■ To do:
Only the number is needed: how many lines in the entries below contain the string "backend"?

■ Data to examine:
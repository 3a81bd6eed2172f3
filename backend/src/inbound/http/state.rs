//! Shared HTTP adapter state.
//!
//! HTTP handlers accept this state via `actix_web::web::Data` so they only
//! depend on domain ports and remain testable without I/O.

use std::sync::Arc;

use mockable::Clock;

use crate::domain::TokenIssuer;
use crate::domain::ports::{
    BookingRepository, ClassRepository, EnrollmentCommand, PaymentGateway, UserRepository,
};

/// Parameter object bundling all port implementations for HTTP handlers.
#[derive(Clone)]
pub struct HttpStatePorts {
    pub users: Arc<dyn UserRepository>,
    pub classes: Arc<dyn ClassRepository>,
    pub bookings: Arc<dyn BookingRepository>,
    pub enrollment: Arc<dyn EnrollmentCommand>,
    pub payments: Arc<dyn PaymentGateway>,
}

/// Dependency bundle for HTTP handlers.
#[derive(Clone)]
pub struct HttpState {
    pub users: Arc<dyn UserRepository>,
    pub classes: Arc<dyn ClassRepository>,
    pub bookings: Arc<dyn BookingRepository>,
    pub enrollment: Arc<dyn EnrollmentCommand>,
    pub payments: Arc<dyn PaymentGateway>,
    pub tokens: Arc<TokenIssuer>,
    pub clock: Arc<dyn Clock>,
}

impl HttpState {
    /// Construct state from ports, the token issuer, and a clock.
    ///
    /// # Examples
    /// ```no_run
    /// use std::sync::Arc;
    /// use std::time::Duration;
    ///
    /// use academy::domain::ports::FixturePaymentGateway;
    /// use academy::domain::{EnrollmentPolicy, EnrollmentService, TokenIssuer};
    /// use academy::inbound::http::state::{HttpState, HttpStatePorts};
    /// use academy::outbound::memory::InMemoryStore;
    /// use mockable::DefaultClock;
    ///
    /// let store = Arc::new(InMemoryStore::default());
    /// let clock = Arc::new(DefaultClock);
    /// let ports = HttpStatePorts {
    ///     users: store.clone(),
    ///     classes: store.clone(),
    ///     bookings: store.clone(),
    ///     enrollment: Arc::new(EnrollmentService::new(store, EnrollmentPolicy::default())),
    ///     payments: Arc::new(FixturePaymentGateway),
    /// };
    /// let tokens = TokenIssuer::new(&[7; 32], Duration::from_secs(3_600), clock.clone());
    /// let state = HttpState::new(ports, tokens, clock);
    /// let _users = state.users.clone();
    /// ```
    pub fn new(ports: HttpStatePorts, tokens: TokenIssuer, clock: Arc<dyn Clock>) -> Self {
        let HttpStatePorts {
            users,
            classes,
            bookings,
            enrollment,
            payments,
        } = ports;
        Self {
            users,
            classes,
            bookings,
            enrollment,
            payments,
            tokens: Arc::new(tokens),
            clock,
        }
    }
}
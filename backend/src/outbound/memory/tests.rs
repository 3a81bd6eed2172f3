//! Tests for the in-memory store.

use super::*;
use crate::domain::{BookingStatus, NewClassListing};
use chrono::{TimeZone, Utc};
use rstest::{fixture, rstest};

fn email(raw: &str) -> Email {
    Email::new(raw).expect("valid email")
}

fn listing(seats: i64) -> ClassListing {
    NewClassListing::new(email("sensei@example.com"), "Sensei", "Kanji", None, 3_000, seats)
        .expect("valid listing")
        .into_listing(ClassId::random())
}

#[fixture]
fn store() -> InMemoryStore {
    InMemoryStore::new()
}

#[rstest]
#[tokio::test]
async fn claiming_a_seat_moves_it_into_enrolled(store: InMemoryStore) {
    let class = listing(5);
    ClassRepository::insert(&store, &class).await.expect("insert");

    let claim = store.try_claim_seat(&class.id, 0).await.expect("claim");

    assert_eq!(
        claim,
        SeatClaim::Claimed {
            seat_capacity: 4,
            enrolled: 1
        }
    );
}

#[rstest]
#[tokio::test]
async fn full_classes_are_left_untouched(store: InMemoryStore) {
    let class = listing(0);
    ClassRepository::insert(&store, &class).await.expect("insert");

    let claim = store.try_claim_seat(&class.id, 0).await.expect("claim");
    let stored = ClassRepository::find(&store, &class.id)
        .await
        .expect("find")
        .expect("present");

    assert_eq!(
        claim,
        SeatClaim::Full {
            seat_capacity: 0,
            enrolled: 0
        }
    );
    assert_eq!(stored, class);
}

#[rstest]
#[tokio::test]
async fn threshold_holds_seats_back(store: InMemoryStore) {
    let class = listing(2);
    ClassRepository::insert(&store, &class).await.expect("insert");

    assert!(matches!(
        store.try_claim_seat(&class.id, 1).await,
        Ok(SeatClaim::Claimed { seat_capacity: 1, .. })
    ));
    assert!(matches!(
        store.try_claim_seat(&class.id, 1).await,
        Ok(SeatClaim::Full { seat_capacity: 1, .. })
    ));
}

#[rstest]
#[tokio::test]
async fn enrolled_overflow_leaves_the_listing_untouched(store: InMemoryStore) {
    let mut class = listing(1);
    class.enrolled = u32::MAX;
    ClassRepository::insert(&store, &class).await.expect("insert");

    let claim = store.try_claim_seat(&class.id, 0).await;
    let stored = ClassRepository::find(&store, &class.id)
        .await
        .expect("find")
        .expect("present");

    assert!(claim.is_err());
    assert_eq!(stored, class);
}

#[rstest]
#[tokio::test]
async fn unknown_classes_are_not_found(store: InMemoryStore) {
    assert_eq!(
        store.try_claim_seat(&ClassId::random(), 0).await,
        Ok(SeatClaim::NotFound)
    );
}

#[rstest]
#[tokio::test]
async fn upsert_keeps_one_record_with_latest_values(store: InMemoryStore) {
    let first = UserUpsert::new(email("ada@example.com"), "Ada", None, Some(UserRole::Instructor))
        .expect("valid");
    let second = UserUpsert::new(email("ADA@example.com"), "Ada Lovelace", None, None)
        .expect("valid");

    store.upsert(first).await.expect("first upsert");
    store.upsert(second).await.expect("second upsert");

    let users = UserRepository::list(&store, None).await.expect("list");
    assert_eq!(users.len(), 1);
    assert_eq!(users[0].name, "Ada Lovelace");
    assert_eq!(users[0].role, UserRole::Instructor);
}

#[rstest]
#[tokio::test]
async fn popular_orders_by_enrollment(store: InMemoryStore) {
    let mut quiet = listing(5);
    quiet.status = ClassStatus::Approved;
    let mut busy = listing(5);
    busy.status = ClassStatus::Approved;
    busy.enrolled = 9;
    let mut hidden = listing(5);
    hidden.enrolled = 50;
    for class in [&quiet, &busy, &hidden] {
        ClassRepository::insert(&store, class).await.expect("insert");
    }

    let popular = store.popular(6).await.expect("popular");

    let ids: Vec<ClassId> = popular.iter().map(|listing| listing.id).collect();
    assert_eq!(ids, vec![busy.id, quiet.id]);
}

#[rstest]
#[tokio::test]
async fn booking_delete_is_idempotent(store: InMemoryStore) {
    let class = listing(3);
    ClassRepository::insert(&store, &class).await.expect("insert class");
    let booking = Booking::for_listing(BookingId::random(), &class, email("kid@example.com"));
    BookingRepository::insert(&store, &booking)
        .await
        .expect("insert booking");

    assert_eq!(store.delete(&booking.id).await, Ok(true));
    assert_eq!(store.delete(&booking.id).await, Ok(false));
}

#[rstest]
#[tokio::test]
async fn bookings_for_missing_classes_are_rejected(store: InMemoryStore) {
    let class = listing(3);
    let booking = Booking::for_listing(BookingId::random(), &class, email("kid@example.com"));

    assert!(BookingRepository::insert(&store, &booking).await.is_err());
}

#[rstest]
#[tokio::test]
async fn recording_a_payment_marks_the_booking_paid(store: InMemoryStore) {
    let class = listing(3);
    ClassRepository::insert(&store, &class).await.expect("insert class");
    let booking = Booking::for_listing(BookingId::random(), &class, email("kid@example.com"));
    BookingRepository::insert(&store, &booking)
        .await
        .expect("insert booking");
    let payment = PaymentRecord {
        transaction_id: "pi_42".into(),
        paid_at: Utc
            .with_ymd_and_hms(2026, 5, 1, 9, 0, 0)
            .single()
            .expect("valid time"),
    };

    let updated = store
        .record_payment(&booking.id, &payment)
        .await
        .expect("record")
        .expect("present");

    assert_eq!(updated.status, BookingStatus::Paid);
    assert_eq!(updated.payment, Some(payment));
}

■ Exercise response:
2